Some observations about the optimized Pioneer model:

  • The flywheel and buoy match frequency, but are out of phase due to the forcing from the spring and motor applied to both bodies.

  • The gearing in series with the torsional spring (which reduces the effective spring stiffness) significantly amplifies the rotation of the flywheel despite the buoy only pitching modestly. The gear ratio of 3 was selected by the Pioneer team to keep the system in resonance considering the spring stiffness, moment of inertia of the flywheel, and the resonance frequency of the buoy. Try increasing the gear ratio or flywheel moment of inertia—this will actually reduce the power generated since it will bring the effective stiffness of the flywheel out of resonance, causing less motion relative to the buoy.

  • The nonlinear spring torque is sinusoidal because it stays within the linear region of operation.

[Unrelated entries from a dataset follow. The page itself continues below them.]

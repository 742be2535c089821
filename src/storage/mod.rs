pub mod batch;
pub mod csv;
pub mod debug;
pub mod json;
pub mod parquet;

pub use self::csv::CsvExporter;
pub use self::json::{JsonWriter, report_json, write_report};
pub use self::parquet::ParquetConverter;

use std::fs::File;
use std::path::Path;
use crate::error::Result;

/// Writes a complete table next to `path` and only then moves it over the old file, so an
/// interrupted export never leaves a truncated table behind.
pub(crate) fn replace_file<F>(path: &Path, write: F) -> Result<()>
where
    F: FnOnce(File) -> Result<()>,
{
    if let Some(parent) = path.parent().filter(|p| !p.as_os_str().is_empty()) {
        std::fs::create_dir_all(parent)?;
    }

    let mut partial = path.as_os_str().to_owned();
    partial.push(".partial");
    let partial = Path::new(&partial);

    let result = File::create(partial).map_err(Into::into).and_then(write);
    if let Err(e) = result {
        let _ = std::fs::remove_file(partial);
        return Err(e);
    }
    std::fs::rename(partial, path)?;
    Ok(())
}
use std::path::PathBuf;
use std::process::ExitCode;
use anyhow::Result;
use chrono::Utc;
use clap::Parser;
use tracing::{error, warn};

use swiggy_scraper::cli::{area_slug, init_tracing, SweepArgs, EXIT_FAILURE, EXIT_SUCCESS};
use swiggy_scraper::extractors::ResponseValidator;
use swiggy_scraper::models::BoundingBox;
use swiggy_scraper::services::{ApiService, AreaSweep, ListingPaginator, MenuFetcher};
use swiggy_scraper::storage::{CsvExporter, JsonWriter};
use swiggy_scraper::Settings;

#[tokio::main]
async fn main() -> ExitCode {
    init_tracing();
    let args = SweepArgs::parse();

    match run(args).await {
        Ok(status) => ExitCode::from(status),
        Err(e) => {
            error!(error = %e, "Sweep aborted");
            eprintln!("❌ Error: {:#}", e);
            ExitCode::from(EXIT_FAILURE)
        }
    }
}

async fn run(args: SweepArgs) -> Result<u8> {
    let mut settings = Settings::from_file(&args.config)?;
    if let Some(dir) = &args.output_dir {
        settings.output.dir = dir.to_string_lossy().into_owned();
    }

    let bbox = BoundingBox::new(args.min_lat, args.max_lat, args.min_lng, args.max_lng)?;
    let step = args.step.unwrap_or(settings.scrape.sweep_step);

    let timestamp = Utc::now().format("%Y-%m-%d %H:%M:%S").to_string();
    println!("Starting sweep of {} at: {}", args.name, timestamp);

    let dir = PathBuf::from(&settings.output.dir);
    let slug = area_slug(&args.name);
    let stream_path = dir.join(format!("{}_restaurants.jsonl", slug));
    let csv_path = dir.join(format!("{}_restaurants.csv", slug));
    let menus_path = dir.join(format!("{}_menus.csv", slug));

    let api = ApiService::new(&settings.api)?;
    let validator = ResponseValidator::with_debug_payload(dir.join(&settings.output.debug_payload));
    let paginator = ListingPaginator::new(&api, &settings.scrape).with_validator(validator);
    let sweeper = AreaSweep::new(paginator);

    let mut writer = JsonWriter::create(&stream_path).await?;

    let report = tokio::select! {
        report = sweeper.sweep(&bbox, step, Some(&mut writer)) => Some(report?),
        _ = tokio::signal::ctrl_c() => None,
    };

    let streamed = writer.finish().await?;

    let Some(report) = report else {
        eprintln!("\n⏹️ Sweep cancelled by user");
        println!("Partial results ({} restaurants): {}", streamed, stream_path.display());
        return Ok(EXIT_FAILURE);
    };

    CsvExporter::write_restaurants(&report.restaurants, &csv_path)?;

    let mut menu_items = 0;
    if args.with_menus && !report.restaurants.is_empty() {
        let menus = MenuFetcher::new(&api)
            .fetch_menus(&report.restaurants, &settings.scrape)
            .await;
        menu_items = menus.iter().map(|menu| menu.items.len()).sum::<usize>();
        if menus.is_empty() {
            warn!("No menus could be fetched for the swept restaurants");
        } else {
            CsvExporter::write_menus(&menus, &menus_path)?;
        }
    }

    let total_secs = report.elapsed.as_secs_f64();

    println!("\nExtraction Summary:");
    println!("Timestamp: {}", timestamp);
    println!("Area: {}", args.name);
    println!(
        "Bounding Box: lat {}..{}, lng {}..{}",
        bbox.min_lat, bbox.max_lat, bbox.min_lng, bbox.max_lng
    );
    println!("Grid Step: {}", step);
    println!("Cells Searched: {}", report.cells);
    println!("Unserviceable Cells: {}", report.unserviceable_cells);
    println!("Failed Cells: {}", report.failed_cells);
    println!("Unique Restaurants: {}", report.restaurants.len());
    if args.with_menus {
        println!("Menu Items: {}", menu_items);
    }
    println!("Sweep Time: {:.2} minutes", total_secs / 60.0);
    println!("Output File: {}", csv_path.display());
    println!("Stream File: {}", stream_path.display());

    if report.restaurants.is_empty() {
        Ok(EXIT_FAILURE)
    } else {
        Ok(EXIT_SUCCESS)
    }
}
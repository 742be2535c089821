use reqwest::{Client, RequestBuilder, Response};
use http::header::{HeaderMap, HeaderName, HeaderValue};
use http::StatusCode;
use serde_json::Value;
use std::time::Duration;
use crate::config::ApiConfig;
use crate::error::{Error, Result};
use tracing::{error, debug};

const BODY_EXCERPT_CHARS: usize = 512;

pub struct HttpClient {
    client: Client,
    headers: HeaderMap,
}

impl HttpClient {
    pub fn new(api: &ApiConfig) -> Result<Self> {
        let mut headers = HeaderMap::new();

        for (key, value) in api.headers.iter() {
            if let (Ok(header_name), Ok(header_value)) = (
                HeaderName::from_bytes(key.as_bytes()),
                HeaderValue::from_str(value)
            ) {
                headers.insert(header_name, header_value);
                debug!(
                    header_key = key,
                    header_value = value,
                    "Adding header"
                );
            } else {
                error!(
                    header_key = key,
                    header_value = value,
                    "Invalid header value"
                );
            }
        }

        let client = Client::builder()
            .timeout(Duration::from_secs(api.timeout_secs))
            .gzip(true)
            .build()?;

        Ok(Self {
            client,
            headers,
        })
    }

    pub fn get(&self, url: &str) -> RequestBuilder {
        self.client.get(url).headers(self.headers.clone())
    }

    pub async fn send(&self, request: RequestBuilder) -> Result<Response> {
        let response = request.send().await?;

        debug!(
            status = response.status().as_u16(),
            url = %response.url(),
            "Response received"
        );

        match response.status() {
            StatusCode::TOO_MANY_REQUESTS => {
                debug!("Rate limit exceeded");
                Err(Error::RateLimit)
            },
            StatusCode::FORBIDDEN => {
                debug!(url = %response.url(), "Received 403 Forbidden");
                Err(Error::Forbidden)
            },
            status if !status.is_success() => Err(Error::Status(status.as_u16())),
            _ => Ok(response)
        }
    }

    /// GET `url` with `query` and decode the body as JSON.
    pub async fn get_json(&self, url: &str, query: &[(&str, String)]) -> Result<Value> {
        let request = self.get(url).query(query);
        let response = self.send(request).await?;
        let body = response.bytes().await?;

        serde_json::from_slice(&body).map_err(|e| {
            let body_str: String = String::from_utf8_lossy(&body)
                .chars()
                .take(BODY_EXCERPT_CHARS)
                .collect();
            error!(
                error = %e,
                body = %body_str,
                url = url,
                "Invalid JSON response"
            );
            Error::from(e)
        })
    }
}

  • The mechanical and electrical power outputs are similar, since our impedance model has only a small amount of resistance and no inductance.

  • The buoy’s pitch amplitude is larger than expected for this device and is likely due to underestimation of the radiation damping by the BEM.

[24]:
fig, ax = plt.subplots(nrows=5, sharex=True, figsize=(12, 12))
t = wec_tdom[0].time.values

# Positions
ax[0].plot(t, fw_pos*180/np.pi, label='Flywheel', c='k')
ax[0].plot(t, pto_pos*180/np.pi, label='PTO', c='k', ls='--')
ax[0].set_title('Pitch Displacements')
ax[0].set_ylabel('Position [deg]')
ax[0].legend()

ax0 = ax[0].twinx()
ax0.tick_params(axis='y', labelcolor='b')
(wec_tdom[0].pos*180/np.pi).plot(hue='influenced_dof', label='Buoy', ax=ax0, c='b')
ax0.set_ylabel('Buoy pos. [deg]', color='b')
ax0.set_title('')

# Torques
ax[1].plot(t, pto_force, c='k')
ax[1].plot([t[0], t[-1]], [max_generator_torque, max_generator_torque], 'k--')
ax[1].plot([t[0], t[-1]], [-1*max_generator_torque, -1*max_generator_torque], 'k--')
ax[1].set_ylabel('PTO torque [N-m]')
ax[1].set_title('Torque')

ax1 = ax[1].twinx()
ax1.tick_params(axis='y', labelcolor='b')
# when using an impedance model, the excitation force cannot be split up into Froude-Krylov and diffraction
wec_tdom[0]['force'].sel(type='excitation').plot(ax=ax1, c='b')
ax1.set_ylabel('Excitation torque [N-m]', color='b')
ax1.set_title('Torque')

# PTO Velocity
ax[2].plot(t, pto_vel)
ax[2].set_title('PTO Velocity')
ax[2].set_ylabel('Velocity [deg/s]')

# Spring
ax[3].plot(t, spring_force, c='k')
ax[3].set_title('Nonlinear Spring Torque')
ax[3].set_ylabel('Torque [N-m]')

ax3 = ax[3].twinx()
ax3.tick_params(axis='y', labelcolor='b')
ax3.plot(t, pto_pos, c='b')
ax3.set_ylabel('PTO pos. [deg]', color='b')
ax3.set_title('')

# Power
ax[4].plot(t, pto_mech_power, label='Mech. power ($\\bar{P}_{mech}$: ' + f'{avg_mech_power:.1f} W)')
ax[4].plot(t, pto_elec_power, linestyle='dashdot', label='Elec. power ($\\bar{P}_{elec}$: ' + f'{avg_elec_power:.1f} W)')
ax[4].set_title('Power Output')
ax[4].set_ylabel('Power [W]')
ax[4].legend()
ax[4].set_xlabel('Time [s]')

for axi in ax:
    axi.grid()
    axi.label_outer()
    axi.autoscale(axis='x', tight=True)
../_images/_examples_tutorial_4_Pioneer_46_0.png

2.3 Sankey Diagram

We use a Sankey diagram to visualize the average power flow from waves to electricity. The left end shows the theoretically possible optimal excitation. In order to reach this upper bound of excitation, the WEC pitch velocity would need to be in phase with the pitch excitation force (or, in this case, the radiated power is equal the amount of absorbed mechanical power). In practice, this will usually imply putting electrical power into the system (something we want to avoid!!!).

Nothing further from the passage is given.